**Task to complete:** Each line below should be restated exactly, with nothing dropped.

━━━━━━━━━━

use crate::dataset::TileDataset;
use crate::error::PipelineError;
use crate::model::DatasetSettings;
use crate::types::{FeatureRow, TileRow};
use csv::ReaderBuilder;
use std::io::Read;
use std::path::Path;

/// タイルCSVを読み込む
///
/// 識別子が空の行は黙って捨てる。ジオメトリはここでは解析せず文字列のまま保持する。
pub fn load_tile_rows(
    path: &Path,
    settings: &DatasetSettings,
) -> Result<Vec<TileRow>, PipelineError> {
    let file = std::fs::File::open(path).map_err(|source| PipelineError::Io {
        path: path.to_path_buf(),
        source,
    })?;
    let rows = read_tile_rows(file, settings)?;
    tracing::info!("[load_tile_rows] {} - {}行", path.display(), rows.len());
    Ok(rows)
}

pub fn read_tile_rows<R: Read>(
    input: R,
    settings: &DatasetSettings,
) -> Result<Vec<TileRow>, PipelineError> {
    let mut reader = ReaderBuilder::new()
        .has_headers(true)
        .flexible(true)
        .from_reader(input);

    let headers = reader.headers()?.clone();
    let id_index = headers
        .iter()
        .position(|h| h.trim() == settings.id_column)
        .ok_or_else(|| PipelineError::MissingColumn(settings.id_column.clone()))?;
    let geometry_index = settings
        .geometry_columns
        .iter()
        .find_map(|name| headers.iter().position(|h| h.trim() == name));
    if geometry_index.is_none() {
        tracing::warn!(
            "ジオメトリカラム {:?} がありません。全タイルのジオメトリは空になります",
            settings.geometry_columns
        );
    }

    let mut rows = Vec::new();
    for (line, result) in reader.records().enumerate() {
        let record = result?;

        let id = record.get(id_index).map(str::trim).unwrap_or_default();
        if id.is_empty() {
            tracing::debug!("識別子のない行をスキップしました (データ行 {})", line + 1);
            continue;
        }

        let geometry = geometry_index
            .and_then(|i| record.get(i))
            .unwrap_or_default()
            .to_string();

        // 識別子・ジオメトリ以外のカラムはすべて生の特徴量として保持する
        let mut features = FeatureRow::default();
        for (i, header) in headers.iter().enumerate() {
            if i == id_index || Some(i) == geometry_index {
                continue;
            }
            if let Some(value) = record.get(i) {
                features.insert(header.trim(), value);
            }
        }

        rows.push(TileRow {
            id: id.to_string(),
            geometry,
            features,
        });
    }

    Ok(rows)
}

/// 予測結果の一覧をCSVに書き出す（データセットの順序のまま）
pub fn write_results_csv(path: &Path, dataset: &TileDataset) -> Result<usize, PipelineError> {
    let mut writer = csv::Writer::from_path(path)?;
    writer.write_record(["tile_id", "score", "status"])?;

    for record in dataset.records() {
        let (score, status) = match record.score {
            Some(score) => (score.to_string(), "predicted"),
            None => (String::new(), "pending"),
        };
        writer.write_record([record.id.as_str(), score.as_str(), status])?;
    }

    writer.flush().map_err(|source| PipelineError::Io {
        path: path.to_path_buf(),
        source,
    })?;
    Ok(dataset.len())
}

━━━━━━━━━━

**Reply to the task:**
use crate::dataset::TileDataset;
use crate::error::PipelineError;
use crate::model::DatasetSettings;
use crate::types::{FeatureRow, TileRow};
use csv::ReaderBuilder;
use std::io::Read;
use std::path::Path;

/// タイルCSVを読み込む
///
/// 識別子が空の行は黙って捨てる。ジオメトリはここでは解析せず文字列のまま保持する。
pub fn load_tile_rows(
    path: &Path,
    settings: &DatasetSettings,
) -> Result<Vec<TileRow>, PipelineError> {
    let file = std::fs::File::open(path).map_err(|source| PipelineError::Io {
        path: path.to_path_buf(),
        source,
    })?;
    let rows = read_tile_rows(file, settings)?;
    tracing::info!("[load_tile_rows] {} - {}行", path.display(), rows.len());
    Ok(rows)
}

pub fn read_tile_rows<R: Read>(
    input: R,
    settings: &DatasetSettings,
) -> Result<Vec<TileRow>, PipelineError> {
    let mut reader = ReaderBuilder::new()
        .has_headers(true)
        .flexible(true)
        .from_reader(input);

    let headers = reader.headers()?.clone();
    let id_index = headers
        .iter()
        .position(|h| h.trim() == settings.id_column)
        .ok_or_else(|| PipelineError::MissingColumn(settings.id_column.clone()))?;
    let geometry_index = settings
        .geometry_columns
        .iter()
        .find_map(|name| headers.iter().position(|h| h.trim() == name));
    if geometry_index.is_none() {
        tracing::warn!(
            "ジオメトリカラム {:?} がありません。全タイルのジオメトリは空になります",
            settings.geometry_columns
        );
    }

    let mut rows = Vec::new();
    for (line, result) in reader.records().enumerate() {
        let record = result?;

        let id = record.get(id_index).map(str::trim).unwrap_or_default();
        if id.is_empty() {
            tracing::debug!("識別子のない行をスキップしました (データ行 {})", line + 1);
            continue;
        }

        let geometry = geometry_index
            .and_then(|i| record.get(i))
            .unwrap_or_default()
            .to_string();

        // 識別子・ジオメトリ以外のカラムはすべて生の特徴量として保持する
        let mut features = FeatureRow::default();
        for (i, header) in headers.iter().enumerate() {
            if i == id_index || Some(i) == geometry_index {
                continue;
            }
            if let Some(value) = record.get(i) {
                features.insert(header.trim(), value);
            }
        }

        rows.push(TileRow {
            id: id.to_string(),
            geometry,
            features,
        });
    }

    Ok(rows)
}

/// 予測結果の一覧をCSVに書き出す（データセットの順序のまま）
pub fn write_results_csv(path: &Path, dataset: &TileDataset) -> Result<usize, PipelineError> {
    let mut writer = csv::Writer::from_path(path)?;
    writer.write_record(["tile_id", "score", "status"])?;

    for record in dataset.records() {
        let (score, status) = match record.score {
            Some(score) => (score.to_string(), "predicted"),
            None => (String::new(), "pending"),
        };
        writer.write_record([record.id.as_str(), score.as_str(), status])?;
    }

    writer.flush().map_err(|source| PipelineError::Io {
        path: path.to_path_buf(),
        source,
    })?;
    Ok(dataset.len())
}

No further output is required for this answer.